By Peter Schmuck
February 22, 2002
Indeed, he looks so good - so energized to be back on the field as a major-league manager- that you wouldn't know unless you asked him whether he feels a little uncomfortable in Expos attire.
"I'm wearing an Expos uniform," Robinson said yesterday, "but I consider myself a Baltimore Oriole. I'm going to do everything I can to help the Expos win this year, but I'll always be an Oriole."
No one should be particularly surprised by this. Robinson reached the pinnacle of his major-league playing career in Baltimore, where he won the 1966 American League MVP award and a world title immediately after he was acquired from the Cincinnati Reds. He also spent his most enjoyable season as a manager with the Orioles, whose amazing "Why Not?" performance in 1989 remains one of the most remarkable examples of over- achievement in baseball history.

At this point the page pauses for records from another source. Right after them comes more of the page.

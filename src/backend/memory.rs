//! Scripted in-memory backend.
//!
//! Behaves like a small user pool: known users authenticate with their
//! password, tokens resolve back to their user, and every call is recorded so
//! tests can assert which operations reached the backend.

use super::{AuthResponse, BackendError, IdentityProvider, SessionRecord, SessionStore, UserInfo};
use async_trait::async_trait;
use secrecy::{ExposeSecret, SecretString};
use std::collections::{BTreeMap, HashMap};
use std::sync::atomic::{AtomicUsize, Ordering};
use std::sync::{Mutex, PoisonError};
use std::time::Duration;

#[derive(Debug, Clone, Default)]
pub struct MemoryUser {
    username: String,
    password: String,
    groups: Vec<String>,
    attributes: BTreeMap<String, String>,
    challenge: Option<String>,
    withhold_token: bool,
}

impl MemoryUser {
    #[must_use]
    pub fn new(username: &str, password: &str) -> Self {
        Self {
            username: username.to_string(),
            password: password.to_string(),
            ..Self::default()
        }
    }

    #[must_use]
    pub fn with_groups(mut self, groups: &[&str]) -> Self {
        self.groups = groups.iter().map(ToString::to_string).collect();
        self
    }

    #[must_use]
    pub fn with_attribute(mut self, name: &str, value: &str) -> Self {
        self.attributes.insert(name.to_string(), value.to_string());
        self
    }

    /// Answer `InitiateAuth` with this challenge instead of tokens.
    #[must_use]
    pub fn with_challenge(mut self, challenge: &str) -> Self {
        self.challenge = Some(challenge.to_string());
        self
    }

    /// Answer `InitiateAuth` with HTTP success but no access token.
    #[must_use]
    pub fn without_token(mut self) -> Self {
        self.withhold_token = true;
        self
    }
}

#[derive(Debug, Default)]
pub struct MemoryIdentityProvider {
    region: String,
    users: HashMap<String, MemoryUser>,
    unavailable: bool,
    transient_failures: AtomicUsize,
    latency: Duration,
    calls: Mutex<Vec<String>>,
}

impl MemoryIdentityProvider {
    #[must_use]
    pub fn new(region: &str) -> Self {
        Self {
            region: region.to_string(),
            ..Self::default()
        }
    }

    #[must_use]
    pub fn with_user(mut self, user: MemoryUser) -> Self {
        self.users.insert(user.username.clone(), user);
        self
    }

    /// Every call fails with a transport error.
    #[must_use]
    pub fn unavailable(mut self) -> Self {
        self.unavailable = true;
        self
    }

    /// The next `count` calls fail with a transport error.
    #[must_use]
    pub fn with_transient_failures(self, count: usize) -> Self {
        self.transient_failures.store(count, Ordering::SeqCst);
        self
    }

    /// Delay applied before every `InitiateAuth` answer.
    #[must_use]
    pub fn with_latency(mut self, latency: Duration) -> Self {
        self.latency = latency;
        self
    }

    /// Operations received so far, as `Operation:subject`.
    #[must_use]
    pub fn calls(&self) -> Vec<String> {
        self.calls
            .lock()
            .unwrap_or_else(PoisonError::into_inner)
            .clone()
    }

    #[must_use]
    pub fn count(&self, operation: &str) -> usize {
        self.calls()
            .iter()
            .filter(|call| call.split(':').next() == Some(operation))
            .count()
    }

    fn record(&self, operation: &str, subject: &str) -> Result<(), BackendError> {
        self.calls
            .lock()
            .unwrap_or_else(PoisonError::into_inner)
            .push(format!("{operation}:{subject}"));

        if self.unavailable {
            return Err(BackendError::Transport(format!("{} is unavailable", self.region)));
        }

        let failed = self
            .transient_failures
            .fetch_update(Ordering::SeqCst, Ordering::SeqCst, |n| n.checked_sub(1))
            .is_ok();
        if failed {
            return Err(BackendError::Transport("connection reset".to_string()));
        }

        Ok(())
    }

    fn user_for_token(&self, access_token: &SecretString) -> Result<&MemoryUser, BackendError> {
        access_token
            .expose_secret()
            .strip_prefix("access-")
            .and_then(|name| self.users.get(name))
            .ok_or_else(|| BackendError::Rejected {
                code: "NotAuthorizedException".to_string(),
                message: "Invalid Access Token".to_string(),
            })
    }
}

#[async_trait]
impl IdentityProvider for MemoryIdentityProvider {
    fn region(&self) -> &str {
        &self.region
    }

    async fn initiate_auth(
        &self,
        username: &str,
        password: &SecretString,
    ) -> Result<AuthResponse, BackendError> {
        if !self.latency.is_zero() {
            tokio::time::sleep(self.latency).await;
        }
        self.record("InitiateAuth", username)?;

        let user = self
            .users
            .get(username)
            .filter(|user| user.password == password.expose_secret())
            .ok_or_else(|| BackendError::Rejected {
                code: "NotAuthorizedException".to_string(),
                message: "Incorrect username or password.".to_string(),
            })?;

        if let Some(challenge) = &user.challenge {
            return Ok(AuthResponse {
                challenge_name: Some(challenge.clone()),
                ..AuthResponse::default()
            });
        }

        if user.withhold_token {
            return Ok(AuthResponse::default());
        }

        Ok(AuthResponse {
            access_token: Some(SecretString::from(format!("access-{username}"))),
            id_token: Some(SecretString::from(format!("id-{username}"))),
            refresh_token: Some(SecretString::from(format!("refresh-{username}"))),
            token_type: Some("Bearer".to_string()),
            expires_in: Some(3600),
            challenge_name: None,
        })
    }

    async fn get_user(&self, access_token: &SecretString) -> Result<UserInfo, BackendError> {
        self.record("GetUser", "token")?;
        let user = self.user_for_token(access_token)?;
        Ok(UserInfo {
            username: user.username.clone(),
            attributes: user.attributes.clone(),
        })
    }

    async fn list_groups_for_user(&self, username: &str) -> Result<Vec<String>, BackendError> {
        self.record("AdminListGroupsForUser", username)?;
        self.users
            .get(username)
            .map(|user| user.groups.clone())
            .ok_or_else(|| BackendError::Rejected {
                code: "UserNotFoundException".to_string(),
                message: "User does not exist.".to_string(),
            })
    }

    async fn global_sign_out(&self, access_token: &SecretString) -> Result<(), BackendError> {
        self.record("GlobalSignOut", "token")?;
        self.user_for_token(access_token).map(|_| ())
    }
}

#[derive(Debug, Default)]
pub struct MemorySessionStore {
    writes: Mutex<Vec<SessionRecord>>,
    failure: Option<BackendError>,
}

impl MemorySessionStore {
    #[must_use]
    pub fn new() -> Self {
        Self::default()
    }

    /// Every write fails with `error`.
    #[must_use]
    pub fn failing(error: BackendError) -> Self {
        Self {
            failure: Some(error),
            ..Self::default()
        }
    }

    #[must_use]
    pub fn writes(&self) -> Vec<SessionRecord> {
        self.writes
            .lock()
            .unwrap_or_else(PoisonError::into_inner)
            .clone()
    }
}

#[async_trait]
impl SessionStore for MemorySessionStore {
    async fn put_session(&self, record: &SessionRecord) -> Result<(), BackendError> {
        if let Some(error) = &self.failure {
            return Err(error.clone());
        }
        self.writes
            .lock()
            .unwrap_or_else(PoisonError::into_inner)
            .push(record.clone());
        Ok(())
    }
}

#[cfg(test)]
#[allow(clippy::unwrap_used)]
mod tests {
    use super::*;

    fn secret(value: &str) -> SecretString {
        SecretString::from(value.to_string())
    }

    #[tokio::test]
    async fn test_tokens_resolve_to_user() {
        let idp = MemoryIdentityProvider::new("ap-northeast-1").with_user(
            MemoryUser::new("testuser", "pw")
                .with_groups(&["users"])
                .with_attribute("sid", "S-1"),
        );

        let auth = idp.initiate_auth("testuser", &secret("pw")).await.unwrap();
        let token = auth.access_token.unwrap();
        let user = idp.get_user(&token).await.unwrap();
        assert_eq!(user.username, "testuser");
        assert_eq!(user.attribute("sid"), Some("S-1"));

        assert!(idp.initiate_auth("testuser", &secret("bad")).await.unwrap_err().is_rejection());
        assert_eq!(idp.count("InitiateAuth"), 2);
    }

    #[tokio::test]
    async fn test_transient_failures_run_out() {
        let idp = MemoryIdentityProvider::new("ap-northeast-1")
            .with_user(MemoryUser::new("testuser", "pw"))
            .with_transient_failures(2);

        assert!(idp.initiate_auth("testuser", &secret("pw")).await.unwrap_err().is_transient());
        assert!(idp.initiate_auth("testuser", &secret("pw")).await.unwrap_err().is_transient());
        assert!(idp.initiate_auth("testuser", &secret("pw")).await.is_ok());
    }

    #[tokio::test]
    async fn test_store_records_writes() {
        let store = MemorySessionStore::new();
        let now = chrono::Utc::now();
        let record = SessionRecord {
            session_id: "s".to_string(),
            identity_name: "testuser".to_string(),
            created_at: now,
            expires_at: now,
            active: true,
        };
        store.put_session(&record).await.unwrap();
        assert_eq!(store.writes(), vec![record]);
    }
}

But Robinson's emotional attachment to the franchise was sorely tested by the disappointments that followed his dismissal as manager. He moved into the front office - hoping eventually to become general manager - only to get lost in a drawn-out management shuffle when former owner Eli Jacobs was forced into bankruptcy and the team was bought at auction by Peter Angelos.
"There were no promises made, but certain things were said," Robinson said. "I was put in position for things to happen to me and for me, but they didn't happen. Just the way I was treated by the organization, it hurt. It really did.
"I gave them a lot of good years. I gave them everything I had. I just didn't think I was treated fairly at the end."
He spent nearly five years as an assistant to former club president Larry Lucchino and general manager Roland Hemond, but was fired in December 1995, soon after Pat Gillick replaced Hemond as GM.
Robinson already occupies an important place in baseball history. He was the game's first African-American manager in each league - breaking the managerial color barrier with the Cleveland Indians in 1975 and becoming the National League's first black manager when he took over the San Francisco Giants in 1981.
Now, he's focused on something even bigger - perhaps the chance to parlay his new role in Montreal into a high-ranking management position with the team if it moves to the Washington area - but he badly wanted to make his management mark in Baltimore.
"I spent five years as assistant general manager," he said. "I was self-taught. I just didn't get the help. I didn't get the cooperation I felt I would get to further myself and put myself into position to have the knowledge and experience to take the next step - to become a general manager."
Some of the residual bitterness is directed at Angelos, though he did not own the team when Robinson returned to the front office after his three-plus years as Orioles manager. "He promised some things at the end," Robinson said, "but never had the courtesy to talk to me and just say, `Hey, it just didn't work out.' "
Angelos could not be reached for comment yesterday.
Robinson moved into an executive role in the commissioner's office, coordinating the effort to reduce the time of games and later becoming the sport's czar of discipline. Perhaps that would have been the final plateau of his great baseball career if not for the fallout from commissioner Bud Selig's announcement in November that Major League Baseball intended to disband two franchises.
The strange chain of events that followed left the Expos without an owner or a front office staff. Selig asked Robinson to manage the club for the 2002 season. And that's how he came to be wearing an Expos uniform and overseeing the team's first full-squad workout yesterday at the Roger Dean Stadium complex that the Expos share with the St. Louis Cardinals.
There had been some speculation he would be the general manager - a job that went to former New York Mets assistant GM Omar Minaya - but Robinson said he was more interested in returning to the dugout.
"I didn't want anybody else managing this ballclub," he said.
For one year, history can wait, but Robinson hasn't given up hope of knocking down a few more barriers before he retires from baseball. The "burning desire" to be a general manager has passed, but it has been replaced by the motivation to open another door for minority executives.
"My focus now is to be part of an ownership group and maybe be the president of a club," he said.
It isn't difficult to put two and two together and come up with the Washington/Northern Virginia situation. The Expos don't figure to spend more than one more season in Montreal, and there is plenty of room to wonder if baseball really will go through with its plan to disband the franchise. If not, the team will need someplace to go, and the Washington area has been designated by Selig as the prime candidate for relocation.
Robinson's ties to the region would be an asset to whatever ownership group succeeds in acquiring the club, though he said it wasn't his original intention to put his foot in the door. "That's not the reason I'm here, but that's a possibility," Robinson said.
Becoming the first African-American team president in baseball wouldn't be a bad way to top off a great major-league career, something Robinson is willing to concede but insists on putting in proper perspective.
"It doesn't matter if I'm the first, second or third," he said. "It would be nice if I was the first. It's important for minorities to move into those positions, but my No. 1 desire is not to be a pioneer. My No. 1 priority is to be a baseball man. I want to contribute to this game.
"I'm a baseball man. It's in the blood."